Todas las noches suena en el aire una música que nos llena de orgullo. Algunos días no son fáciles de llevar. La casa, nuestra aliada más fiel, a ratos se ha convertido en enemiga. De repente, ya no dan más de sí los juegos de mesa, el repaso a los insaciables monigotes del wasap, las canciones que siempre escuchabas en el móvil y ahora han vuelto al plato del tocadiscos de aguja en plan nostálgico vintage, el libro que estaba ahí desde hacía tiempo y no habías decidido abrir hasta que fue decretado el confinamiento. Las distopías dejaron de ser una serie famosa de la televisión y no las reconocemos cuando se nos ponen delante de nuestras narices. Lo que ha sucedido tiene una explicación muy sencilla: la vida real se ha revelado ahora mismo como una obra maestra de las distopías.
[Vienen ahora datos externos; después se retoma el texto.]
//! Prelude module for commonly used types and traits.
//!
//! Import everything from this module with
//! `use didcomm_agent_core::prelude::*`.
//!
//! # Example
//!
//! ```rust
//! use didcomm_agent_core::prelude::*;
//!
//! fn example(registry: &ExchangeRegistry) -> Result<()> {
//!     let message = Message::new("https://didcomm.org/basicmessage/2.0/message", serde_json::json!({}));
//!     let mex = registry.create_exchange(message.thread_id(), "wallet-1", None);
//!     mex.add_message(EndpointMessage::builder(message).outbound().build()?)?;
//!     Ok(())
//! }
//! ```

// Re-export error types
pub use crate::error::{Error, Result};

// Re-export core traits
pub use crate::plugin::{DIDCommPlugin, DIDResolver, Encryptor, Signer};

// Re-export message types
pub use crate::endpoint::{header, EndpointMessage, MessageBody, MessageDirection};
pub use crate::types::{Attachment, AttachmentData, Message, PackedMessage, PackingType};

// Re-export conversation state
pub use crate::connection::{
    AgentType, Connection, ConnectionParams, ConnectionRole, ConnectionState, SharedConnection,
};
pub use crate::did::{Did, DidDoc, DidMethod};
pub use crate::exchange::MessageExchange;
pub use crate::invitation::{Invitation, InvitationState, SharedInvitation};
pub use crate::registry::ExchangeRegistry;

// Re-export core functions
pub use crate::pack::{pack_message, unpack_message};
//! HTTP endpoint handlers.

use actix_web::{get, post, web, HttpResponse};
use didcomm_agent_core::AgentType;
use didcomm_agent_node::AgentNode;
use serde::{Deserialize, Serialize};
use tracing::{debug, info};

use crate::error::{Error, Result};

/// Response body of an accepted inbound message.
#[derive(Debug, Serialize, Deserialize)]
pub struct Accepted {
    /// The exchange the message was appended to
    pub exchange: String,
    /// The thread of that exchange
    pub thid: String,
}

/// A hosted wallet as reported by `/status`.
#[derive(Debug, Serialize, Deserialize)]
pub struct WalletStatus {
    /// Wallet id
    pub id: String,
    /// Wallet name
    pub name: String,
    /// How the wallet is hosted
    pub agent_type: AgentType,
    /// Number of connections
    pub connections: usize,
    /// Number of stored credentials
    pub credentials: usize,
}

/// Response body for node status.
#[derive(Debug, Serialize, Deserialize)]
pub struct NodeStatus {
    /// The endpoint wallets of this node advertise
    pub endpoint: String,
    /// Hosted wallets
    pub wallets: Vec<WalletStatus>,
    /// Number of registered exchanges
    pub exchanges: usize,
    /// Whether the node is ready to receive messages.
    pub ready: bool,
}

/// Handles an incoming packed `DIDComm` message.
///
/// The message is processed before the response is sent, so protocol
/// failures surface as error responses.
#[post("/didcomm")]
pub async fn receive_message(node: web::Data<AgentNode>, body: String) -> Result<HttpResponse> {
    if body.trim().is_empty() {
        return Err(Error::InvalidFormat("Empty message".into()));
    }
    info!("Received DIDComm message of {} bytes", body.len());
    debug!("Message: {body}");

    let mex = node.receive(&body).await?;
    Ok(HttpResponse::Accepted().json(Accepted {
        exchange: mex.id().to_string(),
        thid: mex.thread_id().to_string(),
    }))
}

/// Returns the node's status.
#[get("/status")]
pub async fn get_status(node: web::Data<AgentNode>) -> HttpResponse {
    let ctx = node.context();
    let wallets = ctx
        .wallets
        .wallets()
        .iter()
        .map(|w| WalletStatus {
            id: w.id().to_string(),
            name: w.name().to_string(),
            agent_type: w.agent_type(),
            connections: w.connections().len(),
            credentials: w.credentials().len(),
        })
        .collect();

    HttpResponse::Ok().json(NodeStatus {
        endpoint: node.config().endpoint_url(),
        wallets,
        exchanges: ctx.registry.len(),
        ready: true,
    })
}

#[cfg(test)]
mod tests {
    use super::*;
    use actix_web::http::StatusCode;
    use actix_web::{test, App};
    use didcomm_agent_core::{pack_message, PackingType};
    use didcomm_agent_node::mock::MockPlugin;
    use didcomm_agent_node::NodeConfig;
    use pretty_assertions::assert_eq;
    use serde_json::{json, Value};

    fn node() -> web::Data<AgentNode> {
        web::Data::new(AgentNode::new(NodeConfig::default(), MockPlugin::new()).unwrap())
    }

    #[actix_rt::test]
    async fn test_status() {
        let node = node();
        node.create_wallet("Faber");
        let app = test::init_service(App::new().app_data(node.clone()).service(get_status)).await;

        let req = test::TestRequest::get().uri("/status").to_request();
        let status: NodeStatus = test::call_and_read_body_json(&app, req).await;
        assert_eq!(status.endpoint, "http://127.0.0.1:9030/didcomm");
        assert_eq!(status.wallets.len(), 1);
        assert_eq!(status.wallets[0].name, "Faber");
        assert_eq!(status.wallets[0].agent_type, AgentType::Native);
        assert_eq!(status.exchanges, 0);
        assert!(status.ready);
    }

    #[actix_rt::test]
    async fn test_receive_empty_body() {
        let app = test::init_service(App::new().app_data(node()).service(receive_message)).await;

        let req = test::TestRequest::post().uri("/didcomm").to_request();
        let resp = test::call_service(&app, req).await;
        assert_eq!(resp.status(), StatusCode::BAD_REQUEST);
    }

    #[actix_rt::test]
    async fn test_receive_unknown_recipient() {
        let app = test::init_service(App::new().app_data(node()).service(receive_message)).await;

        let packed = pack_message(
            r#"{"@id":"1","@type":"https://didcomm.org/trust_ping/1.0/ping"}"#,
            &MockPlugin::new(),
            PackingType::AuthcryptV2,
            Some("sender-key"),
            &["nobody".to_string()],
        )
        .await
        .unwrap();
        let req = test::TestRequest::post()
            .uri("/didcomm")
            .set_payload(packed.data)
            .to_request();
        let resp = test::call_service(&app, req).await;
        assert_eq!(resp.status(), StatusCode::NOT_FOUND);

        let body: Value = test::read_body_json(resp).await;
        assert!(body["error"].as_str().unwrap().contains("nobody"));
    }

    #[actix_rt::test]
    async fn test_receive_unsolicited() {
        let node = node();
        let faber = node.create_wallet("Faber");
        let verkey = faber.create_did(didcomm_agent_core::DidMethod::Sov).verkey;
        let app = test::init_service(App::new().app_data(node.clone()).service(receive_message)).await;

        let body = json!({
            "@id": "2",
            "@type": "https://didcomm.org/trust_ping/1.0/ping",
        });
        let packed = pack_message(
            &body.to_string(),
            &MockPlugin::new(),
            PackingType::AuthcryptV2,
            Some("stranger-key"),
            &[verkey],
        )
        .await
        .unwrap();
        let req = test::TestRequest::post()
            .uri("/didcomm")
            .set_payload(packed.data)
            .to_request();
        let resp = test::call_service(&app, req).await;
        assert_eq!(resp.status(), StatusCode::NOT_FOUND);
        assert!(node.context().registry.is_empty());
    }
}
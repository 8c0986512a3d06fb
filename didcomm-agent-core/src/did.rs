//! Decentralized identifiers and minimal DID documents.

use std::fmt;

use base64::{engine::general_purpose::URL_SAFE_NO_PAD, Engine};
use rand_core::{OsRng, RngCore};
use serde::{Deserialize, Serialize};
use serde_json::json;

use crate::error::{Error, Result};
use crate::plugin::Signer;
use crate::types::{random_id, Attachment, AttachmentData};

/// Media type of an attached DID document.
pub const DID_DOC_MEDIA_TYPE: &str = "application/did+json";

/// Supported DID methods.
#[derive(Debug, Clone, Copy, PartialEq, Eq, Hash, Serialize, Deserialize)]
#[serde(rename_all = "lowercase")]
pub enum DidMethod {
    /// `did:key`
    Key,
    /// `did:sov`
    Sov,
    /// `did:peer`
    Peer,
}

impl DidMethod {
    /// The method name as it appears in a DID URI.
    #[must_use]
    pub fn as_str(self) -> &'static str {
        match self {
            DidMethod::Key => "key",
            DidMethod::Sov => "sov",
            DidMethod::Peer => "peer",
        }
    }
}

impl fmt::Display for DidMethod {
    fn fmt(&self, f: &mut fmt::Formatter<'_>) -> fmt::Result {
        f.write_str(self.as_str())
    }
}

/// A DID together with its verification key.
#[derive(Debug, Clone, PartialEq, Eq, Hash, Serialize, Deserialize)]
pub struct Did {
    /// The method specific id
    pub id: String,
    /// The DID method
    pub method: DidMethod,
    /// The verification key
    pub verkey: String,
}

impl Did {
    /// Creates a DID with fresh random key material.
    #[must_use]
    pub fn generate(method: DidMethod) -> Self {
        let mut key = [0u8; 32];
        OsRng.fill_bytes(&mut key);
        let verkey = URL_SAFE_NO_PAD.encode(key);
        let id = match method {
            DidMethod::Key => format!("z{verkey}"),
            DidMethod::Sov => URL_SAFE_NO_PAD.encode(&key[..16]),
            DidMethod::Peer => format!("0z{verkey}"),
        };
        Self { id, method, verkey }
    }

    /// Parses a DID URI and pairs it with a verification key.
    ///
    /// # Errors
    ///
    /// Returns [`Error::InvalidFormat`] if `uri` is not a `did:<method>:<id>`
    /// string with a supported method.
    pub fn parse(uri: &str, verkey: impl Into<String>) -> Result<Self> {
        let mut parts = uri.splitn(3, ':');
        let (Some("did"), Some(method), Some(id)) = (parts.next(), parts.next(), parts.next())
        else {
            return Err(Error::InvalidFormat(format!("Not a DID: {uri}")));
        };
        let method = match method {
            "key" => DidMethod::Key,
            "sov" => DidMethod::Sov,
            "peer" => DidMethod::Peer,
            other => return Err(Error::DIDResolution(format!("Unsupported method: {other}"))),
        };
        Ok(Self {
            id: id.to_string(),
            method,
            verkey: verkey.into(),
        })
    }

    /// The full DID URI.
    #[must_use]
    pub fn uri(&self) -> String {
        format!("did:{}:{}", self.method, self.id)
    }

    /// The `did:key` for a bare verification key.
    #[must_use]
    pub fn from_verkey(verkey: &str) -> Self {
        Self {
            id: format!("z{verkey}"),
            method: DidMethod::Key,
            verkey: verkey.to_string(),
        }
    }
}

/// A verification method entry of a [`DidDoc`].
#[derive(Debug, Clone, PartialEq, Serialize, Deserialize)]
#[serde(rename_all = "camelCase")]
pub struct VerificationMethod {
    /// Key id
    pub id: String,
    /// Key type
    #[serde(rename = "type")]
    pub typ: String,
    /// Controlling DID
    pub controller: String,
    /// The public key
    pub public_key_base64: String,
}

/// A service entry of a [`DidDoc`].
#[derive(Debug, Clone, PartialEq, Serialize, Deserialize)]
#[serde(rename_all = "camelCase")]
pub struct Service {
    /// Service id
    pub id: String,
    /// Service type
    #[serde(rename = "type")]
    pub typ: String,
    /// Where messages are delivered
    pub service_endpoint: String,
}

/// A minimal DID document with one key and an optional DIDComm service.
#[derive(Debug, Clone, PartialEq, Serialize, Deserialize)]
#[serde(rename_all = "camelCase")]
pub struct DidDoc {
    /// JSON-LD context
    #[serde(rename = "@context")]
    pub context: String,
    /// The DID
    pub id: String,
    /// Verification methods
    pub verification_method: Vec<VerificationMethod>,
    /// Services
    #[serde(default)]
    pub service: Vec<Service>,
}

impl DidDoc {
    /// Builds a document for `did` with an optional DIDComm endpoint.
    #[must_use]
    pub fn new(did: &Did, endpoint: Option<&str>) -> Self {
        let uri = did.uri();
        Self {
            context: "https://www.w3.org/ns/did/v1".to_string(),
            verification_method: vec![VerificationMethod {
                id: format!("{uri}#key-1"),
                typ: "Ed25519VerificationKey2018".to_string(),
                controller: uri.clone(),
                public_key_base64: did.verkey.clone(),
            }],
            service: endpoint
                .map(|ep| Service {
                    id: format!("{uri}#didcomm-1"),
                    typ: "DIDCommMessaging".to_string(),
                    service_endpoint: ep.to_string(),
                })
                .into_iter()
                .collect(),
            id: uri,
        }
    }

    /// The first verification key.
    #[must_use]
    pub fn verkey(&self) -> Option<&str> {
        self.verification_method
            .first()
            .map(|vm| vm.public_key_base64.as_str())
    }

    /// The first service endpoint.
    #[must_use]
    pub fn service_endpoint(&self) -> Option<&str> {
        self.service.first().map(|s| s.service_endpoint.as_str())
    }

    /// The DID this document describes.
    ///
    /// # Errors
    ///
    /// Fails if the document id is not a DID or the document has no key.
    pub fn did(&self) -> Result<Did> {
        let verkey = self.verkey().ok_or(Error::MissingField("verificationMethod"))?;
        Did::parse(&self.id, verkey)
    }

    /// Attaches this document, signed with `key_id`.
    ///
    /// # Errors
    ///
    /// Fails if serialization or signing fails.
    pub async fn to_signed_attachment(&self, signer: &dyn Signer, key_id: &str) -> Result<Attachment> {
        let payload = serde_json::to_vec(self)?;
        let signature = signer.sign(&payload, key_id).await?;
        Ok(Attachment {
            id: random_id(),
            description: None,
            filename: None,
            media_type: Some(DID_DOC_MEDIA_TYPE.to_string()),
            format: None,
            data: AttachmentData::Jws(json!({
                "payload": URL_SAFE_NO_PAD.encode(&payload),
                "signature": URL_SAFE_NO_PAD.encode(signature),
                "header": { "kid": key_id },
            })),
        })
    }

    /// Extracts a document from a signed attachment, verifying it against
    /// `key_id`.
    ///
    /// # Errors
    ///
    /// Returns [`Error::Verification`] if the signature does not match, or a
    /// format error if the attachment is malformed.
    pub async fn from_signed_attachment(
        attachment: &Attachment,
        signer: &dyn Signer,
        key_id: &str,
    ) -> Result<Self> {
        let AttachmentData::Jws(jws) = &attachment.data else {
            return Err(Error::InvalidFormat("DID document attachment is not signed".into()));
        };
        let field = |name: &'static str| {
            jws.get(name)
                .and_then(serde_json::Value::as_str)
                .ok_or(Error::MissingField(name))
        };
        let payload = URL_SAFE_NO_PAD.decode(field("payload")?)?;
        let signature = URL_SAFE_NO_PAD.decode(field("signature")?)?;
        if !signer.verify(&payload, &signature, key_id).await? {
            return Err(Error::Verification(format!(
                "DID document signature does not match key {key_id}"
            )));
        }
        Ok(serde_json::from_slice(&payload)?)
    }
}
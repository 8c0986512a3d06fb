//! DID exchange, protocol 1.0.
//!
//! The invitee answers an out-of-band invitation with a request that carries
//! its DID document signed with its own key. The inviter answers with a
//! response carrying a freshly created DID, whose document is signed with
//! the invitation key so the invitee can tie it to the invitation. A
//! `complete` message closes the handshake; a trust ping then makes the
//! connection active on both sides.

use std::sync::Arc;
use std::time::Duration;

use async_trait::async_trait;
use didcomm_agent_core::exchange::{REQUESTER_DID_DOC, RESPONDER_DID_DOC};
use didcomm_agent_core::types::random_id;
use didcomm_agent_core::{
    Attachment, ConnectionState, DidDoc, DidMethod, EndpointMessage, Error as CoreError,
    InvitationState, MessageExchange, SharedInvitation,
};
use serde_json::{json, Value};
use tracing::{debug, info};

use crate::error::{Error, Result};
use crate::protocol::{complete_if_pending, json_body, json_message, AgentContext, Protocol};
use crate::protocols::TrustPingProtocol;
use crate::wallet::Wallet;

const REQUEST: &str = "https://didcomm.org/didexchange/1.0/request";
const RESPONSE: &str = "https://didcomm.org/didexchange/1.0/response";
const COMPLETE: &str = "https://didcomm.org/didexchange/1.0/complete";

const DID_DOC_ATTACH: &str = "did_doc~attach";

/// Messages of the DID exchange protocol.
#[derive(Debug, Clone, Copy, PartialEq, Eq)]
pub enum DidExchangeMessage {
    /// Invitee asks for a connection
    Request,
    /// Inviter accepts with its DID
    Response,
    /// Invitee acknowledges the response
    Complete,
}

impl DidExchangeMessage {
    /// Parses a full message type.
    ///
    /// # Errors
    ///
    /// Returns [`CoreError::UnsupportedMessageType`] for other types.
    pub fn from_type(message_type: &str) -> Result<Self> {
        match message_type {
            REQUEST => Ok(DidExchangeMessage::Request),
            RESPONSE => Ok(DidExchangeMessage::Response),
            COMPLETE => Ok(DidExchangeMessage::Complete),
            other => Err(CoreError::UnsupportedMessageType(other.to_string()).into()),
        }
    }

    /// The full message type.
    #[must_use]
    pub fn message_type(self) -> &'static str {
        match self {
            DidExchangeMessage::Request => REQUEST,
            DidExchangeMessage::Response => RESPONSE,
            DidExchangeMessage::Complete => COMPLETE,
        }
    }
}

/// Establishes a connection from an out-of-band invitation.
#[derive(Debug, Clone)]
pub struct DidExchangeProtocol {
    mex: Arc<MessageExchange>,
    ctx: Arc<AgentContext>,
}

fn did_doc_attachment(body: &Value) -> Result<Attachment> {
    let value = body
        .get(DID_DOC_ATTACH)
        .cloned()
        .ok_or(CoreError::MissingField(DID_DOC_ATTACH))?;
    Ok(serde_json::from_value(value)?)
}

impl DidExchangeProtocol {
    fn invitation(&self) -> Result<SharedInvitation> {
        Ok(self
            .mex
            .invitation()
            .ok_or(CoreError::MissingContext("invitation"))?)
    }

    /// Runs the whole handshake as the invitee.
    ///
    /// Sends the request, awaits the response, sends `complete`, then pings
    /// the inviter and awaits the ping response. `timeout` defaults to the
    /// node's await timeout and applies to each wait.
    ///
    /// # Returns
    ///
    /// A handle bound to the request exchange
    ///
    /// # Errors
    ///
    /// Fails on the first step that fails, including timeouts.
    pub async fn connect(&self, timeout: Option<Duration>) -> Result<Self> {
        let timeout = timeout.unwrap_or(self.ctx.await_timeout);
        let handle = self.send_request().await?;
        handle.await_response(timeout).await?;
        handle.send_complete().await?;
        handle
            .with_protocol::<TrustPingProtocol>()
            .send_ping(None)
            .await?
            .await_ping_response(timeout)
            .await?;
        Ok(handle)
    }

    /// Sends a DID exchange request for the invitation of the bound
    /// exchange.
    ///
    /// The request starts its own thread, a child exchange whose parent
    /// thread is the invitation.
    ///
    /// # Returns
    ///
    /// A handle bound to the request exchange
    ///
    /// # Errors
    ///
    /// Fails without an invitation or connection, or if dispatch fails.
    pub async fn send_request(&self) -> Result<Self> {
        let con = self.mex.connection()?;
        let invitation_id = self.invitation()?.read().id.clone();
        let (my_did, my_label, my_endpoint) = {
            let con = con.read();
            (con.my_did.clone(), con.my_label.clone(), con.my_endpoint.clone())
        };

        let doc = DidDoc::new(&my_did, my_endpoint.as_deref());
        let attachment = doc
            .to_signed_attachment(self.ctx.plugin.signer(), &my_did.verkey)
            .await?;
        let id = random_id();
        let mut body = json_message(
            REQUEST,
            Some(&id),
            Some(&invitation_id),
            json!({
                "label": my_label,
                "goal_code": "request-connection",
                "did": my_did.uri(),
                DID_DOC_ATTACH: attachment,
            }),
        );
        body["@id"] = json!(id);
        let epm = EndpointMessage::builder(body.to_string()).outbound().build()?;

        let wallet = self.wallet()?;
        let rmex = self
            .ctx
            .registry
            .create_exchange(&id, wallet.id(), Some(&self.mex));
        rmex.add_message(epm.clone())?;
        rmex.place_endpoint_message_future(RESPONSE)?;
        rmex.put_attachment(REQUESTER_DID_DOC, doc);
        con.write().advance(ConnectionState::Request)?;

        let handle = Self::new(rmex, Arc::clone(&self.ctx));
        handle
            .dispatcher()
            .dispatch_encrypted_message(&con, &epm, |packed| {
                debug!(alg = ?packed.packing, "Packed DID exchange request");
            })
            .await?;
        Ok(handle)
    }

    /// Handles a request as the inviter.
    ///
    /// Validates the requester's DID document against the sender key and
    /// records their DID. Answers right away when the message allows
    /// auto-accept.
    async fn receive_request(&self, to: &Arc<Wallet>) -> Result<()> {
        let epm = self.mex.last()?;
        epm.check_message_type(REQUEST)?;
        let body = json_body(&epm)?;
        let sender_verkey = epm
            .sender_verkey()
            .ok_or(CoreError::MissingContext("sender verkey"))?;

        let doc = DidDoc::from_signed_attachment(
            &did_doc_attachment(&body)?,
            self.ctx.plugin.signer(),
            sender_verkey,
        )
        .await?;
        let their_did = doc.did()?;
        if their_did.verkey != sender_verkey {
            return Err(Error::violation(format!(
                "Requester DID {} does not match sender key",
                their_did.uri()
            )));
        }

        let con = self.mex.connection()?;
        {
            let mut con = con.write();
            if con.state() != ConnectionState::Invitation {
                return Err(Error::violation(format!(
                    "Invitation of connection {} was already answered",
                    con.id
                )));
            }
            con.rotate_their_did(their_did);
            con.their_label = body.get("label").and_then(Value::as_str).map(String::from);
            con.their_endpoint = doc.service_endpoint().map(String::from);
            con.advance(ConnectionState::Request)?;
        }
        self.mex.put_attachment(REQUESTER_DID_DOC, doc);
        self.mex.place_endpoint_message_future(COMPLETE)?;
        info!(wallet = %to.name(), mex = %self.mex.short_string(), "Accepted DID exchange request");

        if epm.auto_accept() {
            self.send_response().await?;
        }
        Ok(())
    }

    /// Answers the request of the bound exchange as the inviter.
    ///
    /// The inviter moves to a fresh `did:sov`, whose document is signed with
    /// the invitation key.
    ///
    /// # Errors
    ///
    /// Fails if the last message is not a request, or if dispatch fails.
    pub async fn send_response(&self) -> Result<()> {
        self.mex.check_last_message_type(REQUEST)?;
        let con = self.mex.connection()?;
        let invitation = self.invitation()?;
        let invitation_id = invitation.read().id.clone();
        let (invitation_key, my_endpoint) = {
            let con = con.read();
            (con.invitation_key.clone(), con.my_endpoint.clone())
        };

        let wallet = self.wallet()?;
        let new_did = wallet.create_did(DidMethod::Sov);
        let doc = DidDoc::new(&new_did, my_endpoint.as_deref());
        let attachment = doc
            .to_signed_attachment(self.ctx.plugin.signer(), &invitation_key)
            .await?;
        let body = json_message(
            RESPONSE,
            Some(self.mex.thread_id()),
            Some(&invitation_id),
            json!({ "did": new_did.uri(), DID_DOC_ATTACH: attachment }),
        );
        let epm = EndpointMessage::builder(body.to_string()).outbound().build()?;

        self.mex.add_message(epm.clone())?;
        self.mex.put_attachment(RESPONDER_DID_DOC, doc);
        {
            let mut con = con.write();
            con.rotate_my_did(new_did);
            con.advance(ConnectionState::Response)?;
        }
        mark_done(&invitation)?;

        self.dispatcher()
            .dispatch_encrypted_message(&con, &epm, |packed| {
                debug!(alg = ?packed.packing, "Packed DID exchange response");
            })
            .await
    }

    /// Handles a response as the invitee.
    async fn receive_response(&self) -> Result<()> {
        let epm = self.mex.last()?;
        epm.check_message_type(RESPONSE)?;
        let body = json_body(&epm)?;
        let con = self.mex.connection()?;
        let invitation_key = con.read().invitation_key.clone();

        let doc = DidDoc::from_signed_attachment(
            &did_doc_attachment(&body)?,
            self.ctx.plugin.signer(),
            &invitation_key,
        )
        .await?;
        let their_did = doc.did()?;
        {
            let mut con = con.write();
            con.rotate_their_did(their_did);
            if let Some(endpoint) = doc.service_endpoint() {
                con.their_endpoint = Some(endpoint.to_string());
            }
            con.advance(ConnectionState::Response)?;
        }
        self.mex.put_attachment(RESPONDER_DID_DOC, doc);
        mark_done(&self.invitation()?)?;

        complete_if_pending(&self.mex, RESPONSE, epm)
    }

    /// Waits for the response to the request of the bound exchange.
    ///
    /// # Errors
    ///
    /// Returns a timeout error if no response arrives in time.
    pub async fn await_response(&self, timeout: Duration) -> Result<EndpointMessage> {
        Ok(self.mex.await_endpoint_message(RESPONSE, timeout).await?)
    }

    /// Sends `complete` as the invitee.
    ///
    /// # Errors
    ///
    /// Fails if the last message is not a response, or if dispatch fails.
    pub async fn send_complete(&self) -> Result<()> {
        self.mex.check_last_message_type(RESPONSE)?;
        let con = self.mex.connection()?;
        let invitation_id = self.invitation()?.read().id.clone();
        let body = json_message(
            COMPLETE,
            Some(self.mex.thread_id()),
            Some(&invitation_id),
            json!({}),
        );
        let epm = EndpointMessage::builder(body.to_string()).outbound().build()?;

        self.mex.add_message(epm.clone())?;
        con.write().advance(ConnectionState::Completed)?;

        self.dispatcher()
            .dispatch_encrypted_message(&con, &epm, |_| {})
            .await
    }

    /// Handles `complete` as the inviter.
    async fn receive_complete(&self) -> Result<()> {
        let epm = self.mex.last()?;
        epm.check_message_type(COMPLETE)?;
        self.mex
            .connection()?
            .write()
            .advance(ConnectionState::Completed)?;
        complete_if_pending(&self.mex, COMPLETE, epm)
    }

    /// Waits for `complete` as the inviter.
    ///
    /// # Errors
    ///
    /// Returns a timeout error if no message arrives in time.
    pub async fn await_complete(&self, timeout: Duration) -> Result<EndpointMessage> {
        Ok(self.mex.await_endpoint_message(COMPLETE, timeout).await?)
    }
}

fn mark_done(invitation: &SharedInvitation) -> Result<()> {
    let mut invitation = invitation.write();
    if invitation.state() != InvitationState::Done {
        invitation.advance(InvitationState::Done)?;
    }
    Ok(())
}

#[async_trait]
impl Protocol for DidExchangeProtocol {
    const PROTOCOL_URI: &'static str = "https://didcomm.org/didexchange/1.0";

    fn new(mex: Arc<MessageExchange>, ctx: Arc<AgentContext>) -> Self {
        Self { mex, ctx }
    }

    fn mex(&self) -> &Arc<MessageExchange> {
        &self.mex
    }

    fn ctx(&self) -> &Arc<AgentContext> {
        &self.ctx
    }

    async fn invoke_method(&self, to: &Arc<Wallet>, message_type: &str) -> Result<()> {
        match DidExchangeMessage::from_type(message_type)? {
            DidExchangeMessage::Request => self.receive_request(to).await,
            DidExchangeMessage::Response => self.receive_response().await,
            DidExchangeMessage::Complete => self.receive_complete().await,
        }
    }
}

#[cfg(test)]
mod tests {
    use super::*;

    #[test]
    fn test_message_types() {
        for msg in [
            DidExchangeMessage::Request,
            DidExchangeMessage::Response,
            DidExchangeMessage::Complete,
        ] {
            assert_eq!(DidExchangeMessage::from_type(msg.message_type()).unwrap(), msg);
            assert!(msg.message_type().starts_with(DidExchangeProtocol::PROTOCOL_URI));
        }
        assert!(DidExchangeMessage::from_type("https://didcomm.org/didexchange/1.0/problem_report").is_err());
    }
}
El tiempo se ha convertido en otro bien diferente al de antes. El tiempo siempre fue algo compartido, aunque fuera a hostia limpia, aunque vivirlo no fuera -y para alguna gente aún menos- un camino de rosas. Ahora ese tiempo se ha partido en tantos pedazos como gente vive en el planeta entero. Si ver fumar en las películas de antes es hoy una cosa extraña, igual de extrañas son ahora esas películas en que la gente se saluda dándose besos o chocándose la mano en plan camarada insobornable contra el infortunio cotidiano. El tiempo es desde hace unos días un espacio en blanco de besos aplazados, de manos aplazadas, de señales de humo como hacían desde sus escondites los guerreros sioux de Toro Sentado o Nube Roja en las películas de nuestra infancia. Pero ese tiempo, el de ahora, el que vivimos como nos dicen quienes entienden de eso que hemos de vivirlo, no es un tiempo inútil. Para nada es inútil.

"La vida siempre nos deja algo para descubrirnos. A veces nos separa y nos necesitamos. Cuando uno necesita se siente vivo. Entonces nos acerca y nos necesitamos": es un bellísimo poema de Mario Benedetti, un canto hermoso, nada resignado, al tiempo que hemos compartido con alguien, con la familia, con los amigos, con toda esa gente que ahora anda como mínimo a dos metros de distancia y hablando como antes, sólo que ahora con los ojos, con la lengua de signos o dibujando las palabras de siempre con las manos. Las ciudades grandes y los pueblos casi invisibles como el mío viven la novedad sanitaria con el mismo, necesario y ojalá que eficaz recogimiento, aunque siempre hay gilipollas que se hacen los valientes, como si al Capitán Trueno le hubiera dibujado el maestro Ambrós unos tirantes con los colores de la bandera española para sujetar las medias de malla y la armadura. No somos héroes, sólo presumen de eso los imbéciles.

Ojalá esta crisis, como la económica y social de 2008, no la paguen los mismos de entonces. Yo tengo mis dudas, pero lo malo es que el capitalismo nunca las tiene cuando se trata de defender los intereses de los poderosos. A la hora del recuento diario, y en medio de tanto común desasosiego, me quedo con el trabajo de la gente más desprotegida, la de los supermercados o la que, en otros sitios que requieren atención presencial, resulta lo mismo de vulnerable. Y sobre todo me quedo con la música, con esa música nueva que todas las noches suena en los balcones de las casas y a las puertas de los hospitales. Una música que es la del homenaje y el reconocimiento a quienes, en esos hospitales, se dejan la piel para que la nuestra salga con bien de esa vida que ahora, como en el poema de Benedetti, estamos aprendiendo a vivir de otra manera.